Give again only those lines from the start of the entries through the line holding "than being skipped.", leaving them as they are.

[Data excerpts]
--------------------

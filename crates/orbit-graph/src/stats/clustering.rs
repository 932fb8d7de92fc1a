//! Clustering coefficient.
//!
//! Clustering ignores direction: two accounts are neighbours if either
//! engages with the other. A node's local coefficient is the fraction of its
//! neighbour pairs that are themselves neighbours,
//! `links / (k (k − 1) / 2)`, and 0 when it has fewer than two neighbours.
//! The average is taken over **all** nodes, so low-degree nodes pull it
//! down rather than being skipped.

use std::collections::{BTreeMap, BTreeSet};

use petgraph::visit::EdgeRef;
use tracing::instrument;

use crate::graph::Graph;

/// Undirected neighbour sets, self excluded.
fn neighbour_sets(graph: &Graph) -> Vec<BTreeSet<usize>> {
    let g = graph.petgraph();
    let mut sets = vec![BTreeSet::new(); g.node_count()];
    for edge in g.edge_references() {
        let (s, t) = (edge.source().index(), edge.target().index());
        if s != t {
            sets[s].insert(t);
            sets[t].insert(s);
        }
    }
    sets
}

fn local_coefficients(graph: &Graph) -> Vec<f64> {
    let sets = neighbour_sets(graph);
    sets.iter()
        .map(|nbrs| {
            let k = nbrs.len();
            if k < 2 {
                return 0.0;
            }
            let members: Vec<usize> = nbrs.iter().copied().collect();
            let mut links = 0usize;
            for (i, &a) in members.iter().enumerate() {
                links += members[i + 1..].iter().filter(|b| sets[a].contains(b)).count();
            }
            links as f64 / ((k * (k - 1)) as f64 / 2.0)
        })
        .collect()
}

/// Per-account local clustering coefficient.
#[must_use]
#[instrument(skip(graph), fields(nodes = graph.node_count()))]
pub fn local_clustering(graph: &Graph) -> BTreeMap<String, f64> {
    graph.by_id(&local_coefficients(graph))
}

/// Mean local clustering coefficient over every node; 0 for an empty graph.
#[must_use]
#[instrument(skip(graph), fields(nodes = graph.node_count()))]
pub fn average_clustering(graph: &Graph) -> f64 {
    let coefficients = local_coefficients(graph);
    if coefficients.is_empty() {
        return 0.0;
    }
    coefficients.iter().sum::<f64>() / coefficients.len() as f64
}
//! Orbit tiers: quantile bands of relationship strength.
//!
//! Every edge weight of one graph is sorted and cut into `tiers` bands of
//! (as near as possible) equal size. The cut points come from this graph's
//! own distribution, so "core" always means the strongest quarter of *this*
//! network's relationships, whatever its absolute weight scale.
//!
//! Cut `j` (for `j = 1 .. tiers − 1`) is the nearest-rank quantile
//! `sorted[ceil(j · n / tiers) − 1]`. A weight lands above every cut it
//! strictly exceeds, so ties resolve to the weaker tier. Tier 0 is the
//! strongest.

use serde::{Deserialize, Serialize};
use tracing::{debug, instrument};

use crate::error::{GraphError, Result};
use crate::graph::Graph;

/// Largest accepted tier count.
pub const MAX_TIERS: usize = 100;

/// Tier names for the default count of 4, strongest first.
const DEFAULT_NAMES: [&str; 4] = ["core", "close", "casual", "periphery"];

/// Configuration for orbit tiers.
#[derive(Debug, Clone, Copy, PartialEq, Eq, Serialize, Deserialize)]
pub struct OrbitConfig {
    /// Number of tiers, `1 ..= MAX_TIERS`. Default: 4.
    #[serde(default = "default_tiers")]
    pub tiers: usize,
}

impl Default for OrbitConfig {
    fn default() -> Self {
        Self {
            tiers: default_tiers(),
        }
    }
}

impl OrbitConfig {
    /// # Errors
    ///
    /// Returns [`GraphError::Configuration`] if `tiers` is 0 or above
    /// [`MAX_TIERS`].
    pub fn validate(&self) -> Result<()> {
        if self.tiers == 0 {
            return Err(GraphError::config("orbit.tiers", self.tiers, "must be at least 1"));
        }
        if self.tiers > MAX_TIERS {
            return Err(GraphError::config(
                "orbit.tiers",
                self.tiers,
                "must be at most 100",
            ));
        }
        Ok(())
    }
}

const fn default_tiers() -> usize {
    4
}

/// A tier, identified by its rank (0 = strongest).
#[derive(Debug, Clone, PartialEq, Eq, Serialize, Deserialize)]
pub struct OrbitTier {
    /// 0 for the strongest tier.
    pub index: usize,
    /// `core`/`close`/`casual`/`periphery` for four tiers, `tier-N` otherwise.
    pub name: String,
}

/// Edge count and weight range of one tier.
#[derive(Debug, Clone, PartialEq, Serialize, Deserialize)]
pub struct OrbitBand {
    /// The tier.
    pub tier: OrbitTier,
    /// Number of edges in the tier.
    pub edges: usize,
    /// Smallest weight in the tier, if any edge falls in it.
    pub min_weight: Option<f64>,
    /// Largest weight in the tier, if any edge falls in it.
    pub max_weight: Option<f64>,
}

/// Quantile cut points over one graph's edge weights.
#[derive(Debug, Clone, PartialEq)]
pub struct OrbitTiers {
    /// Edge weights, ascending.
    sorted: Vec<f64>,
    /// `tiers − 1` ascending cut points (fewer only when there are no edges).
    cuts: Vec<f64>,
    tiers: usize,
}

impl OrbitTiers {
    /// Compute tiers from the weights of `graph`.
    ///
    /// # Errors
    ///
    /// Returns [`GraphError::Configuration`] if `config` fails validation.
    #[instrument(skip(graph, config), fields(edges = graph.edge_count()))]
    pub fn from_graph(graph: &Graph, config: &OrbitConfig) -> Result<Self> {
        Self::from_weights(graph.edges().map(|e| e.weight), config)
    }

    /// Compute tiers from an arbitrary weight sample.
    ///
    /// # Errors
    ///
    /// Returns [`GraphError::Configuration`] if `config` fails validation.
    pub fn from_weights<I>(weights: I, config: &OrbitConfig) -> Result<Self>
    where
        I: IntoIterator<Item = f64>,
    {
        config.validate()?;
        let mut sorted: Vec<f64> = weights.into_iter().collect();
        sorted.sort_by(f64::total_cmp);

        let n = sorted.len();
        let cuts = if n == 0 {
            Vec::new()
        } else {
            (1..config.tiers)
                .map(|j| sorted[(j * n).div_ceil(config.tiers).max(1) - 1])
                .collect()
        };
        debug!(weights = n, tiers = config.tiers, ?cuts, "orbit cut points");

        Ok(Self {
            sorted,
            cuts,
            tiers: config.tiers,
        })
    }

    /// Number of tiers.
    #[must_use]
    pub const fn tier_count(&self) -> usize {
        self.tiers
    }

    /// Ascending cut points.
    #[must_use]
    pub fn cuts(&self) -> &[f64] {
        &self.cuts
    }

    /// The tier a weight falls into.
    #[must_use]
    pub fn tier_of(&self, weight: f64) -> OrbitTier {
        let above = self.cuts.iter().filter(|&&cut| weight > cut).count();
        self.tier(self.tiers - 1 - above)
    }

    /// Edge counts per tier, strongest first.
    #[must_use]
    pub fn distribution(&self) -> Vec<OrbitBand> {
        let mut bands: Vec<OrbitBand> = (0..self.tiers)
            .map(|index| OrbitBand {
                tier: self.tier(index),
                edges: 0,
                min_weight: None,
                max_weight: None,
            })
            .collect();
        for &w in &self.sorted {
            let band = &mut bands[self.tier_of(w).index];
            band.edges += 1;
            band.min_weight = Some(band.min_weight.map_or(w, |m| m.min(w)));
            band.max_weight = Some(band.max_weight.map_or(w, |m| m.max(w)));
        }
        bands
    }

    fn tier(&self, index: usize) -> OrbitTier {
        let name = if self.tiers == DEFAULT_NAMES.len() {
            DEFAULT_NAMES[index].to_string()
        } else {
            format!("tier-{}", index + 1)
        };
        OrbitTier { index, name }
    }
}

--------------------

Solution to this task
filename crates/orbit-graph/src/stats/clustering.rs
repository 932fb8d7de92fc1a
//! Clustering coefficient.
//!
//! Clustering ignores direction: two accounts are neighbours if either
//! engages with the other. A node's local coefficient is the fraction of its
//! neighbour pairs that are themselves neighbours,
//! `links / (k (k − 1) / 2)`, and 0 when it has fewer than two neighbours.
//! The average is taken over **all** nodes, so low-degree nodes pull it
//! down rather than being skipped.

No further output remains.